As you see, I am a phlegmatic-melancholic type of person. I am usually silent and in deep thought. I am also a “steady carabao” person, according to Jayson Lo’s Younique personality test. In short, I am easily discouraged and dissuaded to do things by so many factors outside my control. I admit, majority of these factors are surely petty, shallow and mostly, baseless. 

I started my day today cheerily as I was still pondering on the lessons I learned from the retreat. Also, before the workday started, I pre-decided in prayer that today will be a day that I will glorify God in everything that I do. But as the day almost ended, my feelings of cheer and happiness were being slowly eroded by the steady current of disappointments and depreciation at work. 

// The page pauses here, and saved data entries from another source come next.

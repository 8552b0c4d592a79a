//! The per-target effect container.

use std::sync::Arc;

use crate::combat::DamageEvent;
use crate::core::{EffectError, EntityId, Target};
use crate::effects::{
    invoke, EffectCommands, EffectDefinition, EffectId, EffectInstance, Hook, IconRef, InstanceId,
    RemovalPolicy,
};

/// Result of [`EffectContainer::add`].
#[derive(Clone, Copy, Debug, PartialEq, Eq)]
pub enum AddOutcome {
    /// A new instance was inserted.
    Created(InstanceId),
    /// An existing instance gained a stack.
    Stacked {
        /// The instance that grew.
        instance: InstanceId,
        /// Its new stack count.
        stack: u32,
    },
    /// The instance was already at `max_stack`; nothing changed.
    AtMaxStack(InstanceId),
}

impl AddOutcome {
    /// The instance the add resolved to.
    #[must_use]
    pub fn instance(self) -> InstanceId {
        match self {
            AddOutcome::Created(id) | AddOutcome::AtMaxStack(id) => id,
            AddOutcome::Stacked { instance, .. } => instance,
        }
    }
}

/// Result of [`EffectContainer::remove`].
#[derive(Clone, Copy, Debug, PartialEq, Eq)]
pub enum RemoveOutcome {
    /// One stack was removed; the instance remains.
    Reduced {
        /// Stacks left.
        stack: u32,
    },
    /// The instance is gone.
    Removed,
}

/// Ordered collection of the active effects on one target.
///
/// ## Ordering
///
/// Instances are kept sorted by ascending priority. A new instance goes
/// after every instance of equal priority, so ties keep insertion order.
/// All fan-out passes follow this order.
///
/// ## Uniqueness
///
/// At most one instance per effect ID. Re-adding an active effect stacks
/// onto the existing instance.
///
/// ## Example
///
/// ```
/// use std::sync::Arc;
/// use buff_engine::container::{AddOutcome, EffectContainer};
/// use buff_engine::core::{Character, EntityId, Stats};
/// use buff_engine::effects::{EffectCommands, EffectDefinition, EffectId};
///
/// let owner = EntityId::new(1);
/// let mut hero = Character::new("Hero", 30, Stats::default());
/// let mut container = EffectContainer::new(owner);
/// let mut commands = EffectCommands::new();
///
/// let slow = Arc::new(EffectDefinition::new(EffectId::new(2), "Slow").with_priority(2));
/// let stun = Arc::new(EffectDefinition::new(EffectId::new(1), "Stun").with_priority(1));
///
/// container.add(&slow, None, &mut hero, &mut commands).unwrap();
/// container.add(&stun, None, &mut hero, &mut commands).unwrap();
///
/// let order: Vec<_> = container.instances().map(|i| i.effect_id()).collect();
/// assert_eq!(order, vec![EffectId::new(1), EffectId::new(2)]);
/// ```
#[derive(Clone, Debug)]
pub struct EffectContainer {
    owner: EntityId,
    instances: im::Vector<EffectInstance>,
    next_instance: u32,
}

impl EffectContainer {
    /// Create an empty container for `owner`.
    #[must_use]
    pub fn new(owner: EntityId) -> Self {
        Self {
            owner,
            instances: im::Vector::new(),
            next_instance: 0,
        }
    }

    /// The entity this container belongs to.
    #[must_use]
    pub fn owner(&self) -> EntityId {
        self.owner
    }

    /// Apply one application of `definition`.
    ///
    /// - Not active: insert a fresh instance in priority order and fire
    ///   `on_create`.
    /// - Active below `max_stack`: add a stack, apply the refresh policy,
    ///   fire `on_create` again.
    /// - Active at `max_stack`: dropped.
    ///
    /// # Errors
    ///
    /// - [`EffectError::Config`] if `definition` fails validation. Registry
    ///   definitions always pass; this guards hand-built ones.
    /// - [`EffectError::InstanceIdsExhausted`] if every handle has been used.
    ///
    /// Nothing changes when an error is returned.
    pub fn add(
        &mut self,
        definition: &Arc<EffectDefinition>,
        source: Option<EntityId>,
        target: &mut dyn Target,
        commands: &mut EffectCommands,
    ) -> Result<AddOutcome, EffectError> {
        definition.validate()?;

        if let Some(index) = self.index_of_effect(definition.id) {
            let instance = &mut self.instances[index];
            if !instance.can_stack() {
                tracing::debug!(
                    effect = %definition.id,
                    entity = %self.owner,
                    stack = instance.stack(),
                    "effect at max stack, add dropped"
                );
                return Ok(AddOutcome::AtMaxStack(instance.id()));
            }

            instance.stack_up();
            let (id, stack) = (instance.id(), instance.stack());
            tracing::debug!(effect = %definition.id, entity = %self.owner, stack, "effect stacked");

            invoke(Hook::Create, &self.instances[index], target, None, commands);
            return Ok(AddOutcome::Stacked { instance: id, stack });
        }

        let Some(next) = self.next_instance.checked_add(1) else {
            tracing::warn!(
                effect = %definition.id,
                entity = %self.owner,
                "instance handles exhausted"
            );
            return Err(EffectError::InstanceIdsExhausted { entity: self.owner });
        };
        let id = InstanceId::new(self.next_instance);
        self.next_instance = next;

        let instance = EffectInstance::new(id, Arc::clone(definition), self.owner, source);
        let index = self.insertion_point(definition.priority);
        self.instances.insert(index, instance);
        tracing::debug!(effect = %definition.id, entity = %self.owner, %id, "effect created");

        invoke(Hook::Create, &self.instances[index], target, None, commands);
        Ok(AddOutcome::Created(id))
    }

    /// Remove one application of an instance, following its removal policy.
    ///
    /// - `Clear`: the instance is removed and `on_remove` fires once.
    /// - `Reduce`: one stack is removed and `on_remove` fires once. At zero
    ///   stacks the instance is removed; otherwise its duration restarts.
    ///
    /// A removed instance is detached before `on_remove` runs; the callback
    /// sees its final state.
    pub fn remove(
        &mut self,
        instance: InstanceId,
        target: &mut dyn Target,
        commands: &mut EffectCommands,
    ) -> Result<RemoveOutcome, EffectError> {
        let index = self.index_of(instance).ok_or(EffectError::UnknownInstance {
            entity: self.owner,
            instance,
        })?;

        let removal = self.instances[index].definition().removal;
        let outcome = match removal {
            RemovalPolicy::Clear => {
                let detached = self.instances.remove(index);
                invoke(Hook::Remove, &detached, target, None, commands);
                RemoveOutcome::Removed
            }
            RemovalPolicy::Reduce => {
                let current = &mut self.instances[index];
                current.stack -= 1;
                if current.stack == 0 {
                    let detached = self.instances.remove(index);
                    invoke(Hook::Remove, &detached, target, None, commands);
                    RemoveOutcome::Removed
                } else {
                    current.reset_duration();
                    let stack = current.stack;
                    invoke(Hook::Remove, &self.instances[index], target, None, commands);
                    RemoveOutcome::Reduced { stack }
                }
            }
        };

        tracing::debug!(entity = %self.owner, %instance, ?outcome, "effect removed");
        Ok(outcome)
    }

    /// Remove one application of the instance of `effect`, if active.
    pub fn remove_effect(
        &mut self,
        effect: EffectId,
        target: &mut dyn Target,
        commands: &mut EffectCommands,
    ) -> Option<RemoveOutcome> {
        let instance = self.find(effect)?.id();
        self.remove(instance, target, commands).ok()
    }

    /// The instance of `effect`, if active.
    #[must_use]
    pub fn find(&self, effect: EffectId) -> Option<&EffectInstance> {
        self.instances.iter().find(|i| i.effect_id() == effect)
    }

    /// The instance behind a handle, if still active.
    #[must_use]
    pub fn get(&self, instance: InstanceId) -> Option<&EffectInstance> {
        self.instances.iter().find(|i| i.id() == instance)
    }

    /// Is `effect` active?
    #[must_use]
    pub fn contains(&self, effect: EffectId) -> bool {
        self.find(effect).is_some()
    }

    /// Active instances in container order.
    pub fn instances(&self) -> impl Iterator<Item = &EffectInstance> {
        self.instances.iter()
    }

    /// A detached copy of the current instances, in container order.
    ///
    /// Cheap to take and unaffected by later changes to the container.
    #[must_use]
    pub fn snapshot(&self) -> im::Vector<EffectInstance> {
        self.instances.clone()
    }

    /// The first instance in container order.
    #[must_use]
    pub fn front(&self) -> Option<&EffectInstance> {
        self.instances.front()
    }

    /// Icon of the first instance, the one a single-icon display shows.
    #[must_use]
    pub fn display_icon(&self) -> Option<&IconRef> {
        self.front()?.definition().icon.as_ref()
    }

    /// Number of active instances.
    #[must_use]
    pub fn len(&self) -> usize {
        self.instances.len()
    }

    /// Is the container empty?
    #[must_use]
    pub fn is_empty(&self) -> bool {
        self.instances.is_empty()
    }

    /// Fire `hook` for every instance, in container order.
    ///
    /// The container is borrowed for the whole pass, so behaviors cannot
    /// change its structure; whatever they queue runs afterwards. Failures
    /// are logged per instance and do not stop the pass.
    pub(crate) fn fire(
        &self,
        hook: Hook,
        target: &mut dyn Target,
        mut event: Option<&mut DamageEvent>,
        commands: &mut EffectCommands,
    ) {
        for instance in self.instances.iter() {
            invoke(hook, instance, &mut *target, event.as_deref_mut(), commands);
        }
    }

    pub(crate) fn instance_at(&self, index: usize) -> &EffectInstance {
        &self.instances[index]
    }

    pub(crate) fn instance_at_mut(&mut self, index: usize) -> &mut EffectInstance {
        &mut self.instances[index]
    }

    fn index_of(&self, instance: InstanceId) -> Option<usize> {
        self.instances.iter().position(|i| i.id() == instance)
    }

    fn index_of_effect(&self, effect: EffectId) -> Option<usize> {
        self.instances.iter().position(|i| i.effect_id() == effect)
    }

    /// First index whose priority is strictly greater than `priority`.
    fn insertion_point(&self, priority: i32) -> usize {
        self.instances
            .iter()
            .position(|i| i.priority() > priority)
            .unwrap_or(self.instances.len())
    }
}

As you see, my love language is time and appreciation. Circumstances in my office allowed my light-hearted aura to elude me completely by nighttime that I almost found it very difficult to even smile. My manager does not even seem to appreciate the work I am doing nor my team does not even appreciate the effort I put in being there for them in every little concern. (This may sound a bit off for you but that is just the way I feel and see things.) As I continue to ponder on these thoughts, many more moments in the past where I was not appreciated came rushing through my mind. Overthinking so clouded my mind that I just want to go home and sleep the sad feelings away. 

But really, God has a way of orchestrating things for us. Just when I was about to board the bus going home, a thought, or rather a picture, came to my mind:

I remembered that one note I got from someone I do not know. Frankly, when I got hold of the letter, I just laughed with the idea that someone has actually written me a letter telling me that I am important. Maybe she saw that I got no letters in my envelope? Maybe she has written many of these notes and placed them to random envelopes? I do not know. 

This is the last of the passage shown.